(Entries provided)
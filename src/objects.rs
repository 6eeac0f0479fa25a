use crate::id::Id;
use crate::serde_helpers::*;
use chrono::{Datelike, NaiveDate, Weekday};
use rgb::RGB8;
use std::fmt;

/// Kind of vehicle serving a [Route]
#[derive(Derivative, Debug, Serialize, Copy, Clone, PartialEq, Eq, Hash)]
#[derivative(Default)]
pub enum RouteType {
    /// Tram, streetcar or any light rail system within a metropolitan area
    #[derivative(Default)]
    LightRail,
    Subway,
    Rail,
    Bus,
    Ferry,
    CableCar,
    Gondola,
    Funicular,
}

impl RouteType {
    /// The route type of a `route_type` code, `None` outside of `0..=7`
    pub fn from_code(code: u16) -> Option<RouteType> {
        Some(match code {
            0 => RouteType::LightRail,
            1 => RouteType::Subway,
            2 => RouteType::Rail,
            3 => RouteType::Bus,
            4 => RouteType::Ferry,
            5 => RouteType::CableCar,
            6 => RouteType::Gondola,
            7 => RouteType::Funicular,
            _ => return None,
        })
    }
}

/// A position. The sequence number is only meaningful for the points of a [Shape]
#[derive(Debug, Serialize, Default, Clone, Copy, PartialEq)]
pub struct Coord {
    pub latitude: f64,
    pub longitude: f64,
    pub sequence: u32,
}

/// Weekly pattern of a service, keyed by `service_id` in the feed
#[derive(Debug, Serialize, Default, Clone, PartialEq, Eq)]
pub struct CalendarEntry {
    pub service_id: String,
    pub monday: bool,
    pub tuesday: bool,
    pub wednesday: bool,
    pub thursday: bool,
    pub friday: bool,
    pub saturday: bool,
    pub sunday: bool,
    pub start_date: Option<NaiveDate>,
    pub end_date: Option<NaiveDate>,
}

impl CalendarEntry {
    pub fn valid_weekday(&self, weekday: Weekday) -> bool {
        match weekday {
            Weekday::Mon => self.monday,
            Weekday::Tue => self.tuesday,
            Weekday::Wed => self.wednesday,
            Weekday::Thu => self.thursday,
            Weekday::Fri => self.friday,
            Weekday::Sat => self.saturday,
            Weekday::Sun => self.sunday,
        }
    }

    /// Whether the service runs on `date`.
    ///
    /// A missing `start_date` or `end_date` leaves that side of the period open.
    pub fn is_active_on(&self, date: NaiveDate) -> bool {
        self.start_date.map_or(true, |start| start <= date)
            && self.end_date.map_or(true, |end| date <= end)
            && self.valid_weekday(date.weekday())
    }
}

impl From<RawCalendar> for CalendarEntry {
    fn from(raw: RawCalendar) -> Self {
        CalendarEntry {
            service_id: raw.service_id,
            monday: raw.monday,
            tuesday: raw.tuesday,
            wednesday: raw.wednesday,
            thursday: raw.thursday,
            friday: raw.friday,
            saturday: raw.saturday,
            sunday: raw.sunday,
            start_date: raw.start_date,
            end_date: raw.end_date,
        }
    }
}

/// Physical path taken by the vehicles. Its points are sorted by sequence once loaded
#[derive(Debug, Serialize, Default, Clone, PartialEq)]
pub struct Shape {
    pub id: String,
    pub coords: Vec<Coord>,
}

impl Shape {
    pub fn len(&self) -> usize {
        self.coords.len()
    }

    pub fn is_empty(&self) -> bool {
        self.coords.is_empty()
    }
}

#[derive(Debug, Serialize, Default, Clone, PartialEq)]
pub struct Stop {
    pub id: String,
    pub name: String,
    pub coord: Coord,
}

impl fmt::Display for Stop {
    fn fmt(&self, f: &mut fmt::Formatter) -> fmt::Result {
        write!(f, "{}", self.name)
    }
}

/// A line, made of the [Trip] listed in `trips` in the order of `trips.txt`
#[derive(Debug, Serialize, Default, Clone, PartialEq)]
pub struct Route {
    pub id: String,
    pub short_name: String,
    pub long_name: String,
    pub agency_id: Option<String>,
    pub description: Option<String>,
    pub route_type: RouteType,
    pub url: Option<String>,
    pub color: Option<String>,
    pub text_color: Option<String>,
    pub trips: Vec<Id<Trip>>,
}

impl Route {
    /// The `route_color` as RGB, `None` if the column is absent or empty
    pub fn color_rgb(&self) -> Result<Option<RGB8>, crate::Error> {
        parse_optional_color(self.color.as_deref())
    }

    /// The `route_text_color` as RGB, `None` if the column is absent or empty
    pub fn text_color_rgb(&self) -> Result<Option<RGB8>, crate::Error> {
        parse_optional_color(self.text_color.as_deref())
    }
}

impl fmt::Display for Route {
    fn fmt(&self, f: &mut fmt::Formatter) -> fmt::Result {
        if !self.long_name.is_empty() {
            write!(f, "{}", self.long_name)
        } else {
            write!(f, "{}", self.short_name)
        }
    }
}

impl From<RawRoute> for Route {
    fn from(raw: RawRoute) -> Self {
        Route {
            id: raw.id,
            short_name: raw.short_name,
            long_name: raw.long_name,
            agency_id: raw.agency_id,
            description: raw.description,
            route_type: raw.route_type,
            url: raw.url,
            color: raw.color,
            text_color: raw.text_color,
            trips: Vec::new(),
        }
    }
}

/// One visit of a [Trip] at a [Stop]
#[derive(Debug, Serialize, Clone, PartialEq)]
pub struct StopTime {
    pub stop: Id<Stop>,
    pub trip: Id<Trip>,
    /// Arrival, in seconds since midnight of the service day
    pub time: u32,
    pub departure_time: Option<u32>,
    pub sequence: u32,
}

/// A vehicle journey. Its stop times are only loaded on request, sorted by sequence
#[derive(Debug, Serialize, Clone, PartialEq)]
pub struct Trip {
    pub id: String,
    pub route: Id<Route>,
    pub shape: Option<Id<Shape>>,
    pub service_id: String,
    pub direction: String,
    pub headsign: String,
    pub stop_times: Vec<StopTime>,
}

impl fmt::Display for Trip {
    fn fmt(&self, f: &mut fmt::Formatter) -> fmt::Result {
        write!(
            f,
            "route id: {}, service id: {}",
            self.route, self.service_id
        )
    }
}

#[derive(Debug, Deserialize, Default)]
pub struct RawCalendar {
    pub service_id: String,
    #[serde(deserialize_with = "deserialize_flag")]
    pub monday: bool,
    #[serde(deserialize_with = "deserialize_flag")]
    pub tuesday: bool,
    #[serde(deserialize_with = "deserialize_flag")]
    pub wednesday: bool,
    #[serde(deserialize_with = "deserialize_flag")]
    pub thursday: bool,
    #[serde(deserialize_with = "deserialize_flag")]
    pub friday: bool,
    #[serde(deserialize_with = "deserialize_flag")]
    pub saturday: bool,
    #[serde(deserialize_with = "deserialize_flag")]
    pub sunday: bool,
    #[serde(default, deserialize_with = "deserialize_lenient_date")]
    pub start_date: Option<NaiveDate>,
    #[serde(default, deserialize_with = "deserialize_lenient_date")]
    pub end_date: Option<NaiveDate>,
}

#[derive(Debug, Deserialize, Default)]
pub struct RawShapePoint {
    #[serde(rename = "shape_id")]
    pub id: String,
    #[serde(rename = "shape_pt_lat", deserialize_with = "de_lenient_float")]
    pub latitude: f64,
    #[serde(rename = "shape_pt_lon", deserialize_with = "de_lenient_float")]
    pub longitude: f64,
    #[serde(rename = "shape_pt_sequence", deserialize_with = "de_lenient_int")]
    pub sequence: u32,
}

impl RawShapePoint {
    pub fn coord(&self) -> Coord {
        Coord {
            latitude: self.latitude,
            longitude: self.longitude,
            sequence: self.sequence,
        }
    }
}

#[derive(Debug, Deserialize, Default)]
pub struct RawRoute {
    #[serde(rename = "route_id", deserialize_with = "de_trimmed")]
    pub id: String,
    #[serde(rename = "route_short_name", deserialize_with = "de_trimmed")]
    pub short_name: String,
    #[serde(rename = "route_long_name", deserialize_with = "de_trimmed")]
    pub long_name: String,
    #[serde(default, deserialize_with = "de_optional_trimmed")]
    pub agency_id: Option<String>,
    #[serde(
        rename = "route_desc",
        alias = "description",
        default,
        deserialize_with = "de_optional_trimmed"
    )]
    pub description: Option<String>,
    #[serde(deserialize_with = "deserialize_route_type")]
    pub route_type: RouteType,
    #[serde(
        rename = "route_url",
        alias = "url",
        default,
        deserialize_with = "de_optional_trimmed"
    )]
    pub url: Option<String>,
    #[serde(rename = "route_color", default, deserialize_with = "de_optional_trimmed")]
    pub color: Option<String>,
    #[serde(
        rename = "route_text_color",
        alias = "text_color",
        default,
        deserialize_with = "de_optional_trimmed"
    )]
    pub text_color: Option<String>,
}

#[derive(Debug, Deserialize, Default)]
pub struct RawTrip {
    #[serde(rename = "trip_id")]
    pub id: String,
    pub route_id: String,
    pub service_id: String,
    #[serde(rename = "direction_id", default)]
    pub direction: String,
    #[serde(default)]
    pub shape_id: String,
    #[serde(rename = "trip_headsign", default)]
    pub headsign: String,
}

#[derive(Debug, Deserialize, Default)]
pub struct RawStop {
    #[serde(rename = "stop_id")]
    pub id: String,
    #[serde(rename = "stop_name", default)]
    pub name: String,
    #[serde(rename = "stop_lat", deserialize_with = "de_lenient_float")]
    pub latitude: f64,
    #[serde(rename = "stop_lon", deserialize_with = "de_lenient_float")]
    pub longitude: f64,
}

impl From<RawStop> for Stop {
    fn from(raw: RawStop) -> Self {
        Stop {
            coord: Coord {
                latitude: raw.latitude,
                longitude: raw.longitude,
                sequence: 0,
            },
            id: raw.id,
            name: raw.name,
        }
    }
}

#[derive(Debug, Deserialize, Default)]
pub struct RawStopTime {
    pub trip_id: String,
    pub stop_id: String,
    #[serde(rename = "stop_sequence", deserialize_with = "de_lenient_int")]
    pub sequence: u32,
    #[serde(rename = "arrival_time", deserialize_with = "deserialize_time")]
    pub time: u32,
    #[serde(default, deserialize_with = "deserialize_optional_time")]
    pub departure_time: Option<u32>,
}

(Exercise goal)
Find the string "only" in the entries above. Copy each line where it occurs.

(Final answer)
/// A position. The sequence number is only meaningful for the points of a [Shape]
/// A vehicle journey. Its stop times are only loaded on request, sorted by sequence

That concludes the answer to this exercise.